**Exercise requirements:**
Look through the records below and say how many lines include "NewProhibitedKeyword". Give only that number.

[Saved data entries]
▽

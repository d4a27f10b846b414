//! Workflow stage funnel
//!
//! Defines the ordered stages a catalog item moves through between
//! acquisition and marketplace publication, and the forward-only
//! transition rule. Stage order is the enum declaration order.

use serde::{Deserialize, Serialize};

use crate::domain::errors::{WorkflowError, WorkflowResult};

/// Funnel position of a product. Variant order is the funnel order;
/// comparisons rely on the derived `Ord`.
#[derive(Debug, Clone, Copy, PartialEq, Eq, PartialOrd, Ord, Hash, Serialize, Deserialize)]
#[serde(rename_all = "lowercase")]
pub enum WorkflowStage {
    Scraped,
    Calculated,
    Filtered,
    Ready,
    Listed,
}

impl WorkflowStage {
    /// Deterministic iteration order for funnel-wide operations.
    pub const ALL: [Self; 5] = [
        Self::Scraped,
        Self::Calculated,
        Self::Filtered,
        Self::Ready,
        Self::Listed,
    ];

    /// Storage encoding. Matches the serde wire form.
    pub fn as_str(self) -> &'static str {
        match self {
            Self::Scraped => "scraped",
            Self::Calculated => "calculated",
            Self::Filtered => "filtered",
            Self::Ready => "ready",
            Self::Listed => "listed",
        }
    }

    /// Decode the storage encoding produced by [`Self::as_str`].
    pub fn parse(value: &str) -> Option<Self> {
        match value {
            "scraped" => Some(Self::Scraped),
            "calculated" => Some(Self::Calculated),
            "filtered" => Some(Self::Filtered),
            "ready" => Some(Self::Ready),
            "listed" => Some(Self::Listed),
            _ => None,
        }
    }

    /// Zero-based funnel index.
    pub fn index(self) -> usize {
        self as usize
    }

    /// Successor in the funnel, or `None` at the terminal stage.
    pub fn next_stage(self) -> Option<Self> {
        Self::ALL.get(self.index() + 1).copied()
    }

    /// This stage and everything after it, in funnel order.
    pub fn and_beyond(self) -> &'static [Self] {
        &Self::ALL[self.index()..]
    }
}

/// Forward or same-stage only. Same-stage reassignment is permitted for
/// idempotent retries; regression is not.
pub fn is_valid_transition(from: WorkflowStage, to: WorkflowStage) -> bool {
    to >= from
}

/// [`is_valid_transition`] as a result, for callers that report the
/// rejected pair.
pub fn check_transition(from: WorkflowStage, to: WorkflowStage) -> WorkflowResult<()> {
    if is_valid_transition(from, to) {
        Ok(())
    } else {
        Err(WorkflowError::InvalidTransition { from, to })
    }
}
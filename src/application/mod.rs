//! Application layer - use cases over the domain
//!
//! Aggregation, search and mutation use cases, plus the DTOs shared
//! with the command layer.

pub mod approval;
pub mod dto;
pub mod keywords;
pub mod search;
pub mod stats;

pub use approval::ApprovalUseCase;
pub use dto::{ActionRequest, ActionResponse, CsrfToken, ResponsePayload, SessionContext};
pub use keywords::KeywordUseCase;
pub use search::{SearchEngine, SearchOutcome, SearchQuery};
pub use stats::StatsAggregator;
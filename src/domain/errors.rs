//! Error taxonomy for the workflow core
//!
//! One enum covers every failure the dispatcher can surface to a
//! caller. Storage-level failures collapse into `StoreUnavailable`;
//! the catalog is treated as a single fallible collaborator.

use thiserror::Error;

use crate::domain::funnel::WorkflowStage;

#[derive(Error, Debug, Clone, PartialEq, Eq)]
pub enum WorkflowError {
    #[error("catalog store unavailable: {message}")]
    StoreUnavailable { message: String },

    #[error("dashboard statistics unavailable: {message}")]
    StatsUnavailable { message: String },

    #[error("invalid stage transition: {from:?} -> {to:?}")]
    InvalidTransition {
        from: WorkflowStage,
        to: WorkflowStage,
    },

    #[error("csrf token missing or mismatched")]
    CsrfRejected,

    #[error("keyword '{keyword}' already exists for category '{category}'")]
    DuplicateKeyword { keyword: String, category: String },

    #[error("{entity} not found: {id}")]
    NotFound { entity: &'static str, id: String },

    #[error("invalid request: {message}")]
    InvalidRequest { message: String },
}

impl WorkflowError {
    pub fn store_unavailable(message: impl Into<String>) -> Self {
        Self::StoreUnavailable {
            message: message.into(),
        }
    }

    pub fn stats_unavailable(message: impl Into<String>) -> Self {
        Self::StatsUnavailable {
            message: message.into(),
        }
    }

    pub fn not_found(entity: &'static str, id: impl ToString) -> Self {
        Self::NotFound {
            entity,
            id: id.to_string(),
        }
    }

    pub fn invalid_request(message: impl Into<String>) -> Self {
        Self::InvalidRequest {
            message: message.into(),
        }
    }

    /// True when the failure is caused by the request rather than the
    /// backing store. Client faults are logged at `warn`, store faults
    /// at `error`.
    pub fn is_client_fault(&self) -> bool {
        match self {
            Self::StoreUnavailable { .. } | Self::StatsUnavailable { .. } => false,
            Self::InvalidTransition { .. }
            | Self::CsrfRejected
            | Self::DuplicateKeyword { .. }
            | Self::NotFound { .. }
            | Self::InvalidRequest { .. } => true,
        }
    }
}

impl From<sqlx::Error> for WorkflowError {
    fn from(err: sqlx::Error) -> Self {
        Self::StoreUnavailable {
            message: err.to_string(),
        }
    }
}

pub type WorkflowResult<T> = Result<T, WorkflowError>;
//! Prohibited-keyword store adapter backed by SQLite
//!
//! Keyed CRUD over the `prohibited_keywords` table. Duplicate detection
//! uses an existence pre-check so the caller gets a typed error instead
//! of a driver-specific constraint failure.

use std::sync::Arc;

use async_trait::async_trait;
use chrono::Utc;
use sqlx::{Row, SqlitePool};

use crate::domain::entities::{KeywordPatch, NewProhibitedKeyword, ProhibitedKeyword};
use crate::domain::errors::{WorkflowError, WorkflowResult};
use crate::domain::repositories::KeywordRepository;

#[derive(Clone)]
pub struct SqliteKeywordRepository {
    pool: Arc<SqlitePool>,
}

impl SqliteKeywordRepository {
    pub fn new(pool: SqlitePool) -> Self {
        Self {
            pool: Arc::new(pool),
        }
    }
}

#[async_trait]
impl KeywordRepository for SqliteKeywordRepository {
    async fn insert(&self, keyword: &NewProhibitedKeyword) -> WorkflowResult<i64> {
        let existing: Option<i64> = sqlx::query_scalar(
            "SELECT id FROM prohibited_keywords WHERE keyword = ? AND category = ?",
        )
        .bind(&keyword.keyword)
        .bind(&keyword.category)
        .fetch_optional(&*self.pool)
        .await?;

        if existing.is_some() {
            return Err(WorkflowError::DuplicateKeyword {
                keyword: keyword.keyword.clone(),
                category: keyword.category.clone(),
            });
        }

        let now = Utc::now();
        sqlx::query(
            r#"
            INSERT INTO prohibited_keywords (keyword, category, priority, status, description, created_at, updated_at)
            VALUES (?, ?, ?, ?, ?, ?, ?)
            "#,
        )
        .bind(&keyword.keyword)
        .bind(&keyword.category)
        .bind(keyword.priority)
        .bind(&keyword.status)
        .bind(&keyword.description)
        .bind(now)
        .bind(now)
        .execute(&*self.pool)
        .await?;

        let row = sqlx::query("SELECT last_insert_rowid() as id")
            .fetch_one(&*self.pool)
            .await?;
        Ok(row.get("id"))
    }

    async fn update(&self, id: i64, patch: &KeywordPatch) -> WorkflowResult<()> {
        let mut sets: Vec<&str> = Vec::new();
        let mut binds: Vec<String> = Vec::new();

        if let Some(keyword) = &patch.keyword {
            sets.push("keyword = ?");
            binds.push(keyword.clone());
        }
        if let Some(category) = &patch.category {
            sets.push("category = ?");
            binds.push(category.clone());
        }
        if let Some(status) = &patch.status {
            sets.push("status = ?");
            binds.push(status.clone());
        }
        if let Some(description) = &patch.description {
            sets.push("description = ?");
            binds.push(description.clone());
        }

        let mut sql = String::from("UPDATE prohibited_keywords SET ");
        sql.push_str(&sets.join(", "));
        if !sets.is_empty() {
            sql.push_str(", ");
        }
        sql.push_str("priority = COALESCE(?, priority), updated_at = ? WHERE id = ?");

        let mut query = sqlx::query(&sql);
        for bind in &binds {
            query = query.bind(bind);
        }
        query = query.bind(patch.priority).bind(Utc::now()).bind(id);

        let result = query.execute(&*self.pool).await?;
        if result.rows_affected() == 0 {
            return Err(WorkflowError::not_found("prohibited keyword", id));
        }
        Ok(())
    }

    async fn delete(&self, id: i64) -> WorkflowResult<()> {
        let result = sqlx::query("DELETE FROM prohibited_keywords WHERE id = ?")
            .bind(id)
            .execute(&*self.pool)
            .await?;
        if result.rows_affected() == 0 {
            return Err(WorkflowError::not_found("prohibited keyword", id));
        }
        Ok(())
    }

    async fn find_all(&self) -> WorkflowResult<Vec<ProhibitedKeyword>> {
        let rows = sqlx::query(
            r#"
            SELECT id, keyword, category, priority, status, description, created_at, updated_at
            FROM prohibited_keywords
            ORDER BY priority DESC, keyword ASC
            "#,
        )
        .fetch_all(&*self.pool)
        .await?;

        let keywords = rows
            .into_iter()
            .map(|row| ProhibitedKeyword {
                id: row.get("id"),
                keyword: row.get("keyword"),
                category: row.get("category"),
                priority: row.get("priority"),
                status: row.get("status"),
                description: row.get("description"),
                created_at: row.get("created_at"),
                updated_at: row.get("updated_at"),
            })
            .collect();

        Ok(keywords)
    }
}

△

**Completed exercise:**
2